The story of Kevin and what he does is narrated by his mother Eva in a series of letters to her absent husband Franklin. If this device sounds distancing, then that’s intentional. We never get to experience Kevin directly. Everything we read about him is reflected through the prism of his mother, distorted or highlighted not only by the terrible thing that Kevin has done, but by Eva’s own preoccupations and beliefs. And the picture that gradually develops is chilling. Kevin is the changeling, the real child that replaces the dreamchild we carry for nine long months. He’s wrong from the beginning – nothing like what Eva expects – and as time goes on he only gets wronger. Every mother knows that one day her children will turn into adults, but boys turn into men and there’s a deep and strange alienation at the heart of that transition. Our boys are like us, but they can never be like us in the way that daughters can. There’s a deeper Otherness at the root of Kevin too. Eva loves to travel, has built a business around that love and has a relationship with the US that is wry and conflicted. She feels that unlike many of her fellow Americans, she knows the world. But Kevin – his thoughts, his mind - is as unavailable to her as a Communist state in lock down. Her exile from the place she most desperately wants to visit speaks to a deep truth about our children. When they are babies, there’s no part of them left unexposed to us. When they become adults, their lives become a circle across which we only sometimes intersect.

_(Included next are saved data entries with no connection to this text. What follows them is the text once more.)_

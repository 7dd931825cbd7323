//! Lexical variable scopes for template expansion.

use std::collections::HashMap;

use specrun_types::Value;

/// Variable bindings with nested frames.
///
/// Variables are looked up from innermost to outermost frame. A name may
/// shadow an outer binding from a child frame, but defining it twice in
/// the same frame is rejected.
#[derive(Debug, Clone)]
pub struct Env {
    /// Stack of binding frames. Last element is the innermost scope.
    frames: Vec<HashMap<String, Value>>,
}

impl Env {
    /// Create an environment with one empty frame.
    pub fn new() -> Self {
        Self {
            frames: vec![HashMap::new()],
        }
    }

    /// Push a new (innermost) frame.
    pub fn push_frame(&mut self) {
        self.frames.push(HashMap::new());
    }

    /// Pop the innermost frame.
    ///
    /// Panics if attempting to pop the last frame.
    pub fn pop_frame(&mut self) {
        if self.frames.len() > 1 {
            self.frames.pop();
        } else {
            panic!("cannot pop the root env frame");
        }
    }

    /// Bind a variable in the innermost frame.
    ///
    /// Returns `false` without mutating anything when the name is already
    /// bound in that frame.
    pub fn define(&mut self, name: impl Into<String>, value: Value) -> bool {
        let name = name.into();
        let Some(frame) = self.frames.last_mut() else {
            return false;
        };
        if frame.contains_key(&name) {
            return false;
        }
        frame.insert(name, value);
        true
    }

    /// Look up a variable, innermost frame first.
    pub fn lookup(&self, name: &str) -> Option<&Value> {
        self.frames.iter().rev().find_map(|frame| frame.get(name))
    }
}

impl Default for Env {
    fn default() -> Self {
        Self::new()
    }
}
//! Test orchestration: expand templates, execute, match, report.

use specrun_types::{AssertionFailure, TestResult};

use crate::exec::{self, ExecRequest, ProcessStatus};
use crate::expr::eval_string_exprs;
use crate::matcher::MatcherRegistry;
use crate::template::Env;
use crate::test::{Test, TestStdin, TestTemplate};

/// Run one resolved test and produce its result.
///
/// Assertion failures are ordinary result data; internal faults (launch
/// failure, matcher system errors, expression evaluation failures) abort
/// this test and are surfaced through the result's error field.
#[tracing::instrument(level = "info", skip_all, fields(test = %test.name))]
pub async fn run_test(test: &Test) -> TestResult {
    let (values, mut guard) = eval_string_exprs(&test.command);
    let argv = match values {
        Ok(argv) => argv,
        Err((index, e)) => {
            release(guard);
            return TestResult::errored(
                &test.name,
                format!("failed to evaluate command[{index}]: {e}"),
            );
        }
    };

    let stdin = match &test.stdin {
        TestStdin::Bytes(bytes) => bytes.clone(),
        TestStdin::Expr(expr) => match expr.eval() {
            Ok((value, cleanup)) => {
                if let Some(cleanup) = cleanup {
                    guard.push(cleanup);
                }
                value.into_bytes()
            }
            Err(e) => {
                release(guard);
                return TestResult::errored(&test.name, format!("failed to evaluate stdin: {e}"));
            }
        },
    };

    let mut req = ExecRequest::new(argv, test.timeout);
    req.dir = Some(test.dir.clone());
    req.stdin = stdin;
    req.env = test.env.clone();
    req.tee_stdout = test.tee_stdout;
    req.tee_stderr = test.tee_stderr;

    let outcome = exec::execute(&req).await;
    release(guard);
    let output = match outcome {
        Ok(output) => output,
        Err(e) => return TestResult::errored(&test.name, e.to_string()),
    };

    let mut failures = Vec::new();
    match output.status {
        ProcessStatus::Exited(code) => {
            if let Some(matcher) = &test.status_matcher {
                match matcher.matches(&code).await {
                    Ok(m) if !m.matched => failures.push(AssertionFailure::new("status", m.message)),
                    Ok(_) => {}
                    Err(e) => return TestResult::errored(&test.name, e.to_string()),
                }
            }
        }
        ProcessStatus::Signaled(signal) => failures.push(AssertionFailure::new(
            "status",
            format!("process was signaled ({signal})"),
        )),
        ProcessStatus::TimedOut => {
            failures.push(AssertionFailure::new("status", "process was timeout"));
        }
    }

    // Stream matchers run over captured output regardless of how the
    // process terminated.
    let streams = [
        ("stdout", &test.stdout_matcher, &output.stdout),
        ("stderr", &test.stderr_matcher, &output.stderr),
    ];
    for (subject, matcher, bytes) in streams {
        if let Some(matcher) = matcher {
            match matcher.matches(bytes.as_slice()).await {
                Ok(m) if !m.matched => failures.push(AssertionFailure::new(subject, m.message)),
                Ok(_) => {}
                Err(e) => return TestResult::errored(&test.name, e.to_string()),
            }
        }
    }

    if failures.is_empty() {
        TestResult::passed(&test.name)
    } else {
        TestResult::failed(&test.name, failures)
    }
}

/// Expand and run templates sequentially, in document order.
///
/// A template whose expansion fails yields an errored result; the
/// remaining tests still run.
pub async fn run_templates(
    templates: &[TestTemplate],
    env: &Env,
    status_registry: &MatcherRegistry<i32>,
    stream_registry: &MatcherRegistry<[u8]>,
) -> Vec<TestResult> {
    let mut results = Vec::with_capacity(templates.len());
    for template in templates {
        let result = match template.expand(env, status_registry, stream_registry) {
            Ok(test) => run_test(&test).await,
            Err(e) => TestResult::errored(template.display_name(), e.to_string()),
        };
        tracing::debug!(name = %result.name, success = result.is_success());
        results.push(result);
    }
    results
}

fn release(guard: crate::expr::CleanupGuard) {
    for e in guard.run() {
        tracing::warn!("cleanup failed: {e}");
    }
}
//! specrun CLI entry point.
//!
//! Usage:
//!   specrun [--strict] FILE...   # Run spec files in order
//!   specrun --help

use std::path::PathBuf;
use std::process::ExitCode;

use anyhow::Result;
use tracing_subscriber::{EnvFilter, fmt, prelude::*};

fn main() -> ExitCode {
    // Initialize tracing (respects RUST_LOG env var)
    tracing_subscriber::registry()
        .with(fmt::layer())
        .with(EnvFilter::from_default_env())
        .init();

    match run() {
        Ok(code) => ExitCode::from(code),
        Err(e) => {
            eprintln!("Error: {e:?}");
            ExitCode::from(2)
        }
    }
}

fn run() -> Result<u8> {
    let args: Vec<String> = std::env::args().skip(1).collect();
    let mut strict = false;
    let mut files = Vec::new();

    for arg in &args {
        match arg.as_str() {
            "--help" | "-h" => {
                print_help();
                return Ok(0);
            }
            "--version" | "-V" => {
                println!("specrun {}", env!("CARGO_PKG_VERSION"));
                return Ok(0);
            }
            "--strict" => strict = true,
            other if other.starts_with('-') => {
                anyhow::bail!("unknown option: {other} (see --help)");
            }
            path => files.push(PathBuf::from(path)),
        }
    }

    if files.is_empty() {
        print_help();
        return Ok(2);
    }
    specrun_cli::run(&files, strict)
}

fn print_help() {
    println!(
        "specrun - declarative subprocess test runner

Usage:
  specrun [OPTIONS] FILE...

Options:
  --strict         Reject unrecognized document fields
  -h, --help       Show this help
  -V, --version    Show version

Exit status:
  0  all tests passed
  1  at least one test failed
  2  a document failed to load or validate"
    );
}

After Kevin destroys a child’s treasured teaset, Eva has this conversation with him:
‘“How would you feel kiddo, if you had something that you cared about more than anything, and you brought it to show to the class, and then someone smashed it?”
“Like what?” he asked, innocence tinged with self-congratulation.
I reached casually in my head for an example of a possession that Kevin especially cherished and it wasn’t there.’
Holden is quintessential, a snapshot of a stage we all remember with mingled affection and discomfort, Vernon is on the shambling roadtrip which ends with maturity and Kevin – well perhaps the best way to understand Kevin’s dark persuasive horror is see him as Holden’s dark twin. With Holden nothing is hidden. With Kevin everything is. And perhaps it’s better left that way.